Antitumor Agents XXIX: Effects of Eupahyssopin on Nucleic Acid, Protein, Anaerobic, and Aerobic Metabolism of Ehrlich Ascites Tumor Cells

Abstract

Evidence is presented that the antitumor agent eupahyssopin, a germacranolide, inhibits deoxyribonucleic acid, ribonucleic acid, protein, and cholesterol synthesis of Ehrlich ascites tumor cells in CF1 male mice. Eupahyssopin appears to bind to nucleotide bases of deoxyribonucleic acid. The drug also inhibits deoxyribonucleic acid and messenger ribonucleic acid polymerase activities and, marginally, thymidylate synthetase activity.

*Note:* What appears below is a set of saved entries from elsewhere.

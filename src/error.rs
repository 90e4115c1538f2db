//! Crate-wide error and result types.

use std::path::PathBuf;
use thiserror::Error;

/// Convenience alias used throughout the crate.
pub type Result<T> = std::result::Result<T, Error>;

/// Errors produced while decoding a SER file.
///
/// Header- and range-level variants abort a reconstruction before any slice
/// work begins. Per-slice failures are wrapped in [`Error::Slice`] with the
/// offending 1-based index. Geometry mismatches against the reference slice
/// are never errors; they surface as skip counts on the assembled stack.
#[derive(Debug, Error)]
pub enum Error {
    /// Byte-order mark was not the little-endian marker 0x4949.
    #[error("wrong byte order mark 0x{0:04x} (expected little-endian 0x4949)")]
    InvalidByteOrder(u16),

    /// Series signature word was not 0x0197.
    #[error("not an ES Vision series file (signature 0x{0:04x})")]
    InvalidFormatSignature(u16),

    /// Data kind other than the 2D image array constant.
    #[error("unsupported data kind 0x{0:04x} (only 2D image arrays are supported)")]
    UnsupportedDataKind(u32),

    /// More than one dimension declared; only flat image stacks are supported.
    #[error("unsupported dimension count {0} (only single images and image stacks are supported)")]
    UnsupportedDimensionCount(u32),

    /// The single dimension's declared size must equal the element count.
    #[error("dimension size {dimension_size} does not match total element count {total_elements}")]
    DimensionMismatch {
        dimension_size: u32,
        total_elements: u32,
    },

    /// Header's declared offset-table position does not match the parse
    /// position after the dimension descriptor. Signals a corrupt file or an
    /// unknown format variant.
    #[error("offset table declared at byte {declared} but header ends at byte {actual}")]
    StructuralCorruption { declared: u64, actual: u64 },

    /// Slice range invalid after negative-index normalization.
    #[error("invalid slice range: start {start}, end {end} ({valid} valid elements)")]
    InvalidRange { start: i64, end: i64, valid: u32 },

    /// Negative slice increment.
    #[error("negative slice increment {0} is not allowed")]
    InvalidIncrement(i64),

    /// Pixel element type code outside the documented 1..=8 map.
    #[error("unsupported pixel type code {0}")]
    UnsupportedPixelType(u16),

    /// width x height x element size overflowed usize.
    #[error("pixel payload size overflows: {width} x {height} x {elem_size} bytes")]
    PayloadTooLarge {
        width: u32,
        height: u32,
        elem_size: usize,
    },

    /// Hard per-slice failure; aborts the whole reconstruction.
    #[error("error decoding slice {index}: {source}")]
    Slice {
        index: u32,
        #[source]
        source: Box<Error>,
    },

    /// Reconstruction aborted through a [`CancelToken`](crate::ser::CancelToken).
    #[error("stack reconstruction cancelled")]
    Cancelled,

    /// Input file does not exist.
    #[error("file not found: {}", .0.display())]
    NotFound(PathBuf),

    /// Underlying read or seek failure, including short reads at EOF.
    #[error(transparent)]
    Io(#[from] std::io::Error),
}

impl Error {
    /// Wrap a per-slice decode failure with its 1-based element index.
    pub(crate) fn for_slice(index: u32) -> impl FnOnce(Error) -> Error {
        move |source| Error::Slice {
            index,
            source: Box::new(source),
        }
    }
}
//! Little-endian byte reader capability.
//!
//! All fixed-width field decoding goes through this trait so the record
//! parsers stay free of bit-shift arithmetic. Short reads surface as
//! `Error::Io` with `UnexpectedEof`.

use std::io::{Read, Seek, SeekFrom};

use byteorder::{LittleEndian, ReadBytesExt};

use crate::error::Result;

/// Random-access source of little-endian fixed-width values.
///
/// Blanket-implemented for anything `Read + Seek`, which covers both a
/// `File` and a `Cursor` over a memory-mapped view. Every decode call
/// reseeks independently, so concurrent decoding is safe as long as each
/// worker holds its own handle.
pub trait SerRead {
    /// Seek to an absolute byte offset.
    fn seek_to(&mut self, offset: u64) -> Result<()>;

    /// Current absolute byte offset.
    fn position(&mut self) -> Result<u64>;

    fn read_u16(&mut self) -> Result<u16>;
    fn read_u32(&mut self) -> Result<u32>;
    fn read_i32(&mut self) -> Result<i32>;
    fn read_u64(&mut self) -> Result<u64>;
    fn read_f64(&mut self) -> Result<f64>;

    /// Read exactly `len` raw bytes.
    fn read_exact_bytes(&mut self, len: usize) -> Result<Vec<u8>>;
}

impl<R: Read + Seek> SerRead for R {
    fn seek_to(&mut self, offset: u64) -> Result<()> {
        self.seek(SeekFrom::Start(offset))?;
        Ok(())
    }

    fn position(&mut self) -> Result<u64> {
        Ok(self.stream_position()?)
    }

    fn read_u16(&mut self) -> Result<u16> {
        Ok(ReadBytesExt::read_u16::<LittleEndian>(self)?)
    }

    fn read_u32(&mut self) -> Result<u32> {
        Ok(ReadBytesExt::read_u32::<LittleEndian>(self)?)
    }

    fn read_i32(&mut self) -> Result<i32> {
        Ok(ReadBytesExt::read_i32::<LittleEndian>(self)?)
    }

    fn read_u64(&mut self) -> Result<u64> {
        Ok(ReadBytesExt::read_u64::<LittleEndian>(self)?)
    }

    fn read_f64(&mut self) -> Result<f64> {
        Ok(ReadBytesExt::read_f64::<LittleEndian>(self)?)
    }

    fn read_exact_bytes(&mut self, len: usize) -> Result<Vec<u8>> {
        let mut buf = vec![0u8; len];
        self.read_exact(&mut buf)?;
        Ok(buf)
    }
}

#[cfg(test)]
mod tests {
    use super::*;
    use crate::error::Error;
    use std::io::Cursor;

    #[test]
    fn test_little_endian_reads() {
        let bytes = [
            0x49, 0x49, // u16 0x4949
            0x78, 0x56, 0x34, 0x12, // u32 0x12345678
            0xff, 0xff, 0xff, 0xff, // i32 -1
            0x00, 0x00, 0x00, 0x00, 0x00, 0x00, 0x00, 0x40, // f64 2.0
        ];
        let mut cursor = Cursor::new(&bytes[..]);
        assert_eq!(SerRead::read_u16(&mut cursor).unwrap(), 0x4949);
        assert_eq!(SerRead::read_u32(&mut cursor).unwrap(), 0x1234_5678);
        assert_eq!(SerRead::read_i32(&mut cursor).unwrap(), -1);
        assert_eq!(SerRead::read_f64(&mut cursor).unwrap(), 2.0);
        assert_eq!(SerRead::position(&mut cursor).unwrap(), bytes.len() as u64);
    }

    #[test]
    fn test_seek_and_reread() {
        let bytes = [0x01, 0x00, 0x02, 0x00];
        let mut cursor = Cursor::new(&bytes[..]);
        cursor.seek_to(2).unwrap();
        assert_eq!(SerRead::read_u16(&mut cursor).unwrap(), 2);
        cursor.seek_to(0).unwrap();
        assert_eq!(SerRead::read_u16(&mut cursor).unwrap(), 1);
    }

    #[test]
    fn test_short_read_is_io_error() {
        let mut cursor = Cursor::new(&[0x01u8][..]);
        let err = SerRead::read_u32(&mut cursor).unwrap_err();
        match err {
            Error::Io(e) => assert_eq!(e.kind(), std::io::ErrorKind::UnexpectedEof),
            other => panic!("expected Io error, got {other:?}"),
        }
    }
}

Template activity, as regulated by phosphorylation of histones and nonhistones, and cyclic 3ʹ,5ʹ-adenosine monophosphate levels also were affected by drug therapy. Lysosomal enzymes, e.g., deoxyribonuclease and ribonuclease, and cathepsin activities were inhibited by eupahyssopin administration. A number of sulfhydryl-bearing enzymes of the glycolytic and Krebs cycles were inhibited by drug treatment, as were enzymes required for glycogen synthesis and breakdown and for phosphatase hydrolysis. Eupahyssopin also inhibited both basal respiration and coupled oxidative phosphorylation processes of the tumor cell. It was proposed that eupahyssopin, which contains the O=CC=CH2 as an α-methylene γ-lactone moiety within its allylic ester side chain, has the ability to undergo a rapid Michael-type addition with sulfhydryl groups of these enzymes and thus to inhibit their activities in a manner analogous to that described for other sesquiterpene antitumor agents containing the O=CC=CH2 moiety.